Collection entries:
----
//! Structural residues between a query graph and a pattern
//!
//! Given a graph and a predicate telling which nodes the solver matched,
//! residue discovery carves the unmatched region into connected diffs, each
//! anchored at the matched frontier around it. Run twice with swapped roles:
//! the pattern side yields [`DiffKind::Add`] diffs (calls the pattern makes
//! that the query lacks), the query side [`DiffKind::Remove`] diffs.
//!
//! Every unmatched control node lands in exactly one diff. Residues with no
//! matched predecessor (unmatched roots, disconnected islands) get
//! `entry = None`, read as "from the method start"; a diff with no exits
//! runs to the method's end.

mod mapping;

pub use mapping::{line_correspondence, LineCorrespondence, Mapping};

use std::collections::{BTreeMap, BTreeSet};

use crate::graph::{Acdfg, EdgeId, EdgeKind, NodeId};

/// Which side of the comparison a residue belongs to
#[derive(Debug, Clone, Copy, PartialEq, Eq)]
pub enum DiffKind {
    /// Present in the pattern, missing from the query
    Add,
    /// Present in the query, missing from the pattern
    Remove,
}

/// One connected unmatched region with its matched boundary
#[derive(Debug, Clone, PartialEq, Eq)]
pub struct GraphDiff {
    /// Side of the comparison
    pub kind: DiffKind,
    /// Matched node the residue hangs off, `None` for "from the method
    /// start"
    pub entry: Option<NodeId>,
    /// Unmatched nodes the growth started from
    pub roots: BTreeSet<NodeId>,
    /// All unmatched nodes of the residue
    pub nodes: BTreeSet<NodeId>,
    /// Flow edges internal to the residue
    pub edges: BTreeSet<EdgeId>,
    /// Matched nodes bounding the residue downstream; empty means the
    /// residue reaches the method's end
    pub exits: BTreeSet<NodeId>,
}

fn flow_successors(graph: &Acdfg) -> BTreeMap<NodeId, Vec<(EdgeId, NodeId)>> {
    let mut fwd: BTreeMap<NodeId, Vec<(EdgeId, NodeId)>> = BTreeMap::new();
    for node in graph.control_nodes() {
        fwd.insert(node.id(), Vec::new());
    }
    for edge in graph.edges() {
        let flows = matches!(
            edge.kind,
            EdgeKind::Control | EdgeKind::Trans | EdgeKind::Exceptional
        );
        if flows && graph.is_control(edge.from) && graph.is_control(edge.to) {
            if let Some(succ) = fwd.get_mut(&edge.from) {
                succ.push((edge.id, edge.to));
            }
        }
    }
    fwd
}

/// Carve the unmatched region of `graph` into anchored residues
///
/// `matched` tells whether the solver covered a node. Discovery walks the
/// matched region from the control roots; each unmatched successor seeds a
/// residue anchored at the matched node that reached it. Unmatched roots and
/// unmatched islands no walk reaches seed entry-less residues in a final
/// sweep.
#[must_use]
pub fn diff_residues<F>(graph: &Acdfg, matched: F, kind: DiffKind) -> Vec<GraphDiff>
where
    F: Fn(NodeId) -> bool,
{
    let fwd = flow_successors(graph);
    let roots = graph.effective_control_roots();

    let mut diffs: Vec<GraphDiff> = Vec::new();
    let mut claimed: BTreeSet<NodeId> = BTreeSet::new();

    let grow = |entry: Option<NodeId>,
                seeds: BTreeSet<NodeId>,
                claimed: &mut BTreeSet<NodeId>|
     -> GraphDiff {
        let mut diff = GraphDiff {
            kind,
            entry,
            roots: seeds.clone(),
            nodes: BTreeSet::new(),
            edges: BTreeSet::new(),
            exits: BTreeSet::new(),
        };
        let mut worklist: Vec<NodeId> = seeds.into_iter().collect();
        claimed.extend(worklist.iter().copied());
        while let Some(node) = worklist.pop() {
            diff.nodes.insert(node);
            for (edge, succ) in fwd.get(&node).into_iter().flatten() {
                if matched(*succ) {
                    diff.exits.insert(*succ);
                } else {
                    diff.edges.insert(*edge);
                    if claimed.insert(*succ) {
                        worklist.push(*succ);
                    }
                }
            }
        }
        diff
    };

    // Unmatched roots form one residue starting at the method entry
    let unmatched_roots: BTreeSet<NodeId> =
        roots.iter().copied().filter(|r| !matched(*r)).collect();
    if !unmatched_roots.is_empty() {
        diffs.push(grow(None, unmatched_roots, &mut claimed));
    }

    // Walk the matched region; each unmatched successor anchors a residue
    // at the matched node that reached it
    let mut visited: BTreeSet<NodeId> = BTreeSet::new();
    let mut worklist: Vec<NodeId> = roots.iter().copied().filter(|r| matched(*r)).collect();
    visited.extend(worklist.iter().copied());
    while let Some(node) = worklist.pop() {
        for (_, succ) in fwd.get(&node).into_iter().flatten() {
            if matched(*succ) {
                if visited.insert(*succ) {
                    worklist.push(*succ);
                }
            } else if !claimed.contains(succ) {
                let seeds: BTreeSet<NodeId> = [*succ].into_iter().collect();
                diffs.push(grow(Some(node), seeds, &mut claimed));
            }
        }
    }

    // Sweep: unmatched islands no walk reached become entry-less residues
    for node in fwd.keys() {
        if !matched(*node) && !claimed.contains(node) {
            let seeds: BTreeSet<NodeId> = [*node].into_iter().collect();
            diffs.push(grow(None, seeds, &mut claimed));
        }
    }

    diffs
}
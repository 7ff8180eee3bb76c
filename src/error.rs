//! Error taxonomy for the search engine
//!
//! Failures are classified so the orchestrator can isolate them: a malformed
//! query graph aborts the whole request, while per-cluster and per-result
//! failures (solver timeouts, unknown result kinds, missing bins) only drop
//! the cluster or result they belong to.

use std::path::PathBuf;

/// Crate-wide result alias
pub type Result<T> = std::result::Result<T, Error>;

/// All failure classes surfaced by the engine
#[derive(Debug, thiserror::Error)]
pub enum Error {
    /// Malformed or truncated binary input (graph or search-result message)
    #[error("decode error: {context}")]
    Decode {
        /// What was being decoded when the input ran out or mismatched
        context: String,
    },

    /// The solver reported a result kind the interpreter does not recognize
    #[error("unknown result kind tag {0}")]
    UnknownResultKind(u8),

    /// The external solver exceeded its wall-clock budget and was killed
    #[error("solver timed out after {timeout_secs}s on {lattice:?}")]
    SolverTimeout {
        /// Configured timeout in seconds
        timeout_secs: u64,
        /// Lattice file the solver was working on
        lattice: PathBuf,
    },

    /// The external solver exited with a nonzero status
    #[error("solver failed with status {status:?}: {stderr}")]
    SolverFailure {
        /// Exit code, if the process was not killed by a signal
        status: Option<i32>,
        /// Captured standard error (may be empty)
        stderr: String,
    },

    /// A requested bin or node id is absent from the decoded lattice
    #[error("missing mapping: {0}")]
    MissingMapping(String),

    /// Underlying I/O failure (file reads, subprocess spawning)
    #[error(transparent)]
    Io(#[from] std::io::Error),
}

impl Error {
    /// Shorthand for a [`Error::Decode`] with a formatted context
    pub(crate) fn decode(context: impl Into<String>) -> Self {
        Error::Decode {
            context: context.into(),
        }
    }
}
----
WORK INSTRUCTION: How many lines of the data contain "copied"? Work it out and give only the number.

WRITTEN ANSWER: 4